Sucede que o adicional em tela foi criado para desestimular a dispensa imotivada de trabalhadores. É o que se infere da leitura do parágrafo 1º, art. 18, da lei nº 8.036, de 11 de maio de 1990, abaixo transcrito:
"Na hipótese de despedida pelo empregador sem justa causa, depositará este, na conta vinculada do trabalhador no FGTS, importância igual a 40% do montante de todos os depósitos realizados na conta vinculada durante a vigência do contrato de trabalho, atualizados monetariamente e acrescidos dos respectivos juros".
Nas demais hipóteses, como a da extinção da empresa, a da aposentadoria previdenciária, a do pagamento de prestações relativas a financiamento habitacional, a da extinção normal do contrato a termo etc., o direito do trabalhador limita-se à possibilidade de levantar o valor derivado das contribuições mensais destinadas ao FGTS pelo empregador.
Visando à melhor compreensão do assunto, convém lembrar que, nos termos da CLT (Consolidação das Leis do Trabalho), de 1943, o tempo de serviço só se realçava para o efeito de estabilidade, ao cabo de dez anos e da indenização correspondente a um mês de salário por ano de serviço, na hipótese de despedida sem justa causa. Se a rescisão contratual derivasse de outras causas, como as mencionadas no parágrafo anterior, o trabalhador nada recebia.


A abolição total da multa mostra-se desarrazoada porque converter-se-ia em incentivo de rescisões contratuais imotivadas


Para remediar a omissão em tela, editou-se a lei nº 5.107, de 13 de setembro de 1966, estabelecendo a alternativa de o trabalhador continuar inserido no regime até então vigente ou optar pelo procedimento do FGTS, constituído de contribuições mensais a cargo do empregador.
A apontada possibilidade de opção foi resguardada pela Constituição de 24 de janeiro de 1967, que, em seu art. 158, XIII, incluiu, entre os direitos de natureza trabalhista, estabilidade com indenização ao trabalhador despedido ou fundo de garantia equivalente.
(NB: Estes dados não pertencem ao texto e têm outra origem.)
//! Accessible node attributes.
//!
//! An [`AccessibleNode`] is the plain attribute record stored in the tree.
//! Structure (parent and children) and focus are owned by the
//! [`AccessibilityTree`](crate::AccessibilityTree), which is what keeps the
//! parent/child and single-focus invariants in one place.

use accesskit::{Action, Rect, Toggled};

use crate::role::AccessibleRole;

/// Per-node state flags.
#[derive(Debug, Clone, Copy, PartialEq, Eq, Default)]
pub struct NodeStates {
    /// The node can take input focus.
    pub focusable: bool,
    /// The node is not exposed to assistive technology.
    pub hidden: bool,
    /// The node is present but does not accept interaction.
    pub disabled: bool,
    /// The node accepts a click even if its role does not imply one.
    pub clickable: bool,
    /// `Some` for checkable nodes, holding the checked state.
    pub checked: Option<bool>,
    /// The node is selected within its container.
    pub selected: bool,
    /// The node's value is user-editable text.
    pub editable: bool,
    /// The node scrolls its content.
    pub scrollable: bool,
}

/// Attributes of one accessibility tree node.
///
/// Built with the same chained style as AccessKit's own nodes:
///
/// ```
/// use horizon_a11y::{AccessibleNode, AccessibleRole};
/// use accesskit::Rect;
///
/// let node = AccessibleNode::new(AccessibleRole::Button)
///     .with_name("Send")
///     .with_bounds(Rect::new(0.0, 0.0, 120.0, 48.0))
///     .focusable();
///
/// assert_eq!(node.name(), Some("Send"));
/// assert!(node.is_clickable());
/// ```
#[derive(Debug, Clone, PartialEq, Default)]
pub struct AccessibleNode {
    role: AccessibleRole,
    name: Option<String>,
    value: Option<String>,
    description: Option<String>,
    bounds: Option<Rect>,
    states: NodeStates,
    actions: Vec<Action>,
}

/// Actions read off an AccessKit node beyond those implied by state flags.
const ADVERTISED_ACTIONS: [Action; 5] = [
    Action::Click,
    Action::Expand,
    Action::Collapse,
    Action::Increment,
    Action::Decrement,
];

impl AccessibleNode {
    /// Create a node with the given role and no attributes.
    ///
    /// Checkable roles start unchecked and text-input roles start editable.
    pub fn new(role: AccessibleRole) -> Self {
        let states = NodeStates {
            checked: role.is_checkable().then_some(false),
            editable: role.is_text_input(),
            ..NodeStates::default()
        };
        Self {
            role,
            states,
            ..Self::default()
        }
    }

    /// Build a node from an AccessKit node, as found in a `TreeUpdate`.
    pub fn from_accesskit(node: &accesskit::Node) -> Self {
        let role = AccessibleRole::from_accesskit_role(node.role());
        let checked = node
            .toggled()
            .map(|toggled| matches!(toggled, Toggled::True | Toggled::Mixed));
        let states = NodeStates {
            focusable: node.supports_action(Action::Focus),
            hidden: node.is_hidden(),
            disabled: node.is_disabled(),
            clickable: node.supports_action(Action::Click),
            checked: checked.or_else(|| role.is_checkable().then_some(false)),
            selected: node.is_selected().unwrap_or(false),
            editable: role.is_text_input() && !node.is_read_only(),
            scrollable: node.supports_action(Action::ScrollDown)
                || node.supports_action(Action::ScrollUp),
        };

        Self {
            role,
            name: node.label().map(str::to_owned),
            value: node.value().map(str::to_owned),
            description: node.description().map(str::to_owned),
            bounds: node.bounds(),
            states,
            actions: ADVERTISED_ACTIONS
                .into_iter()
                .filter(|action| node.supports_action(*action))
                .collect(),
        }
    }

    /// Set the accessible name.
    pub fn with_name(mut self, name: impl Into<String>) -> Self {
        self.name = Some(name.into());
        self
    }

    /// Set the current value.
    pub fn with_value(mut self, value: impl Into<String>) -> Self {
        self.value = Some(value.into());
        self
    }

    /// Set the description.
    pub fn with_description(mut self, description: impl Into<String>) -> Self {
        self.description = Some(description.into());
        self
    }

    /// Set the bounding rectangle, in tree coordinates.
    pub fn with_bounds(mut self, bounds: Rect) -> Self {
        self.bounds = Some(bounds);
        self
    }

    /// Advertise an additional action.
    pub fn with_action(mut self, action: Action) -> Self {
        self.add_action(action);
        self
    }

    /// Mark the node as focusable.
    pub fn focusable(mut self) -> Self {
        self.states.focusable = true;
        self
    }

    /// Mark the node as clickable.
    pub fn clickable(mut self) -> Self {
        self.states.clickable = true;
        self
    }

    /// Mark the node as scrollable.
    pub fn scrollable(mut self) -> Self {
        self.states.scrollable = true;
        self
    }

    /// Mark the node as disabled.
    pub fn disabled(mut self) -> Self {
        self.states.disabled = true;
        self
    }

    /// Mark the node as hidden.
    pub fn hidden(mut self) -> Self {
        self.states.hidden = true;
        self
    }

    /// Set the checked state (makes the node checkable).
    pub fn checked(mut self, checked: bool) -> Self {
        self.states.checked = Some(checked);
        self
    }

    pub fn role(&self) -> AccessibleRole {
        self.role
    }

    pub fn name(&self) -> Option<&str> {
        self.name.as_deref()
    }

    pub fn value(&self) -> Option<&str> {
        self.value.as_deref()
    }

    pub fn description(&self) -> Option<&str> {
        self.description.as_deref()
    }

    pub fn bounds(&self) -> Option<Rect> {
        self.bounds
    }

    pub fn states(&self) -> &NodeStates {
        &self.states
    }

    /// Mutable access to the state flags.
    pub fn states_mut(&mut self) -> &mut NodeStates {
        &mut self.states
    }

    /// Actions advertised beyond the state flags.
    pub fn actions(&self) -> &[Action] {
        &self.actions
    }

    pub fn set_name(&mut self, name: Option<String>) {
        self.name = name;
    }

    pub fn set_value(&mut self, value: Option<String>) {
        self.value = value;
    }

    pub fn set_bounds(&mut self, bounds: Option<Rect>) {
        self.bounds = bounds;
    }

    pub fn add_action(&mut self, action: Action) {
        if !self.actions.contains(&action) {
            self.actions.push(action);
        }
    }

    /// Check if the node advertises an action.
    pub fn supports_action(&self, action: Action) -> bool {
        self.actions.contains(&action)
    }

    /// The node is exposed and accepts interaction.
    pub fn is_interactive(&self) -> bool {
        !self.states.hidden && !self.states.disabled
    }

    /// The node accepts a click, by flag, advertised action or role.
    pub fn is_clickable(&self) -> bool {
        self.states.clickable
            || self.supports_action(Action::Click)
            || self.role.is_clickable_by_default()
    }

    /// The node can take input focus.
    pub fn is_focusable(&self) -> bool {
        self.states.focusable
    }
}

#[cfg(test)]
mod tests {
    use super::*;

    #[test]
    fn test_new_applies_role_defaults() {
        let checkbox = AccessibleNode::new(AccessibleRole::CheckBox);
        assert_eq!(checkbox.states().checked, Some(false));

        let input = AccessibleNode::new(AccessibleRole::TextInput);
        assert!(input.states().editable);

        let label = AccessibleNode::new(AccessibleRole::Label);
        assert_eq!(label.states().checked, None);
        assert!(!label.is_clickable());
    }

    #[test]
    fn test_builder_chain() {
        let node = AccessibleNode::new(AccessibleRole::Slider)
            .with_name("Volume")
            .with_value("40")
            .with_action(Action::Increment)
            .with_action(Action::Increment)
            .focusable()
            .disabled();

        assert_eq!(node.name(), Some("Volume"));
        assert_eq!(node.value(), Some("40"));
        assert_eq!(node.actions(), &[Action::Increment]);
        assert!(node.is_focusable());
        assert!(!node.is_interactive());
    }

    #[test]
    fn test_from_accesskit_node() {
        let mut raw = accesskit::Node::new(accesskit::Role::CheckBox);
        raw.set_label("Accept terms");
        raw.set_toggled(Toggled::True);
        raw.add_action(Action::Focus);
        raw.add_action(Action::Click);
        raw.set_bounds(Rect::new(10.0, 20.0, 110.0, 50.0));

        let node = AccessibleNode::from_accesskit(&raw);
        assert_eq!(node.role(), AccessibleRole::CheckBox);
        assert_eq!(node.name(), Some("Accept terms"));
        assert_eq!(node.states().checked, Some(true));
        assert!(node.is_focusable());
        assert!(node.states().clickable);
        assert_eq!(node.bounds(), Some(Rect::new(10.0, 20.0, 110.0, 50.0)));
    }

    #[test]
    fn test_from_accesskit_keeps_only_routable_actions() {
        let mut raw = accesskit::Node::new(accesskit::Role::Group);
        raw.add_action(Action::Expand);
        raw.add_action(Action::ScrollIntoView);

        let node = AccessibleNode::from_accesskit(&raw);
        assert!(node.supports_action(Action::Expand));
        assert!(!node.supports_action(Action::ScrollIntoView));
    }

    #[test]
    fn test_from_accesskit_read_only_text() {
        let mut raw = accesskit::Node::new(accesskit::Role::TextInput);
        raw.set_value("locked");
        raw.set_read_only();

        let node = AccessibleNode::from_accesskit(&raw);
        assert!(!node.states().editable);
        assert_eq!(node.value(), Some("locked"));
    }
}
A alternativa de que se trata só deixou de prevalecer com o advento da Constituição de 1988, que impôs, sem condicionamentos, o regime do FGTS, preceituando o art. 10 de suas Disposições Transitórias que, até a promulgação de lei complementar disciplinando outras formas de compensação, para despedidas arbitrárias, a multa do FGTS aumentava de 10% para 40%.
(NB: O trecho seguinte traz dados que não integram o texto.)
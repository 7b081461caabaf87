//! Accessibility bridge adapter for Horizon A11y.
//!
//! The bridge keeps an accessibility tree in step with a host UI surface and
//! answers the host accessibility framework's on-demand queries against it:
//! node descriptions, focus lookup, hit testing and action dispatch.
//!
//! # Architecture
//!
//! - [`AccessibilityTree`] stores [`AccessibleNode`]s keyed by AccessKit
//!   [`NodeId`](accesskit::NodeId)s and owns structure and input focus.
//! - [`Adapter`] wraps one tree with the per-surface translation state
//!   (surface transform, accessibility focus, hover target).
//! - [`AdapterRegistry`] hands out generational [`AdapterHandle`]s; a
//!   destroyed handle resolves to nothing, so late host queries are harmless.
//! - [`AccessibilityBridge`] is owned by the surface's lifecycle object and
//!   carries the registry plus the UI executor that off-thread
//!   [`UpdateNotifier`]s post to.
//! - The host side is the [`HostSurface`] trait; the application side is the
//!   [`ActivationHandler`] and [`ActionHandler`] traits.
//!
//! Everything except [`UpdateNotifier`] stays on the UI thread.
//!
//! # Example
//!
//! ```
//! use std::cell::RefCell;
//!
//! use accesskit::{NodeId, Rect};
//! use horizon_a11y::{
//!     AccessibilityBridge, AccessibleNode, AccessibleRole, FocusType, HostSurface,
//!     PlatformAction, PlatformActionKind, PlatformEvent, ROOT_ID,
//! };
//!
//! #[derive(Default)]
//! struct Surface {
//!     events: RefCell<Vec<PlatformEvent>>,
//! }
//!
//! impl HostSurface for Surface {
//!     fn invalidate_accessibility(&self) {}
//!
//!     fn send_event(&self, event: &PlatformEvent) {
//!         self.events.borrow_mut().push(event.clone());
//!     }
//! }
//!
//! let surface = Surface::default();
//! let mut bridge = AccessibilityBridge::new();
//! let handle = bridge.create().unwrap();
//! let registry = bridge.registry_mut();
//!
//! registry
//!     .tree_mut(handle)
//!     .unwrap()
//!     .insert(
//!         ROOT_ID,
//!         NodeId(1),
//!         AccessibleNode::new(AccessibleRole::Button)
//!             .with_name("OK")
//!             .with_bounds(Rect::new(0.0, 0.0, 100.0, 40.0))
//!             .focusable(),
//!     )
//!     .unwrap();
//!
//! assert_eq!(registry.hit_test(handle, &surface, 50.0, 20.0), Some(1));
//!
//! let focus = PlatformAction::new(PlatformActionKind::Focus);
//! assert!(registry.perform_action(handle, &surface, 1, &focus));
//!
//! let focused = registry.find_focus(handle, &surface, FocusType::Input).unwrap();
//! assert_eq!(focused.text.as_deref(), Some("OK"));
//! ```

mod action;
mod adapter;
mod bridge;
mod config;
mod error;
mod events;
mod host;
mod info;
mod node;
mod notifier;
mod registry;
mod role;
mod tree;

pub use accesskit;

pub use action::{
    ARG_SET_TEXT, ActionArguments, ActionHandler, ArgumentValue, PlatformAction,
    PlatformActionKind,
};
pub use adapter::{ActivationHandler, Adapter, AdapterState};
pub use bridge::AccessibilityBridge;
pub use config::BridgeConfig;
pub use error::{BridgeError, Result, TreeError, TreeResult};
pub use events::{PlatformEvent, QueuedEvents, motion};
pub use host::HostSurface;
pub use info::{FocusType, HOST_VIEW_ID, NodeInfoFlags, PlatformNodeInfo};
pub use node::{AccessibleNode, NodeStates};
pub use notifier::{UpdateNotifier, UpdateRequest};
pub use registry::{AdapterHandle, AdapterRegistry};
pub use role::AccessibleRole;
pub use tree::{AccessibilityTree, MAX_NODE_ID, ROOT_ID, UpdateSummary};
Não há dúvida de que, em virtude do indigitado acréscimo, tornou-se frequente a prática fraudulenta de ser o empregado despedido para obter o valor de dita multa, sendo logo a seguir readmitido.
Para combater a apontada fraude, o que se há de exigir é atuação mais eficaz por parte dos sindicados, aos quais incumbe homologar a quase totalidade das rescisões contratuais. Paralelamente a isso, até poder-se-ia admitir a diminuição da multa de 40% para 10%, como se previa na lei nº 5.107/66, porque, nessa hipótese, não haveria tão acentuada inclinação no sentido de procedimentos fraudulentos.
Já a abolição total da multa mostra-se desarrazoada porque converter-se-ia em incentivo de rescisões contratuais imotivadas.

Octavio Bueno Magano, 74, advogado e jurista, é professor titular de direito trabalhista da Faculdade de Direito da USP.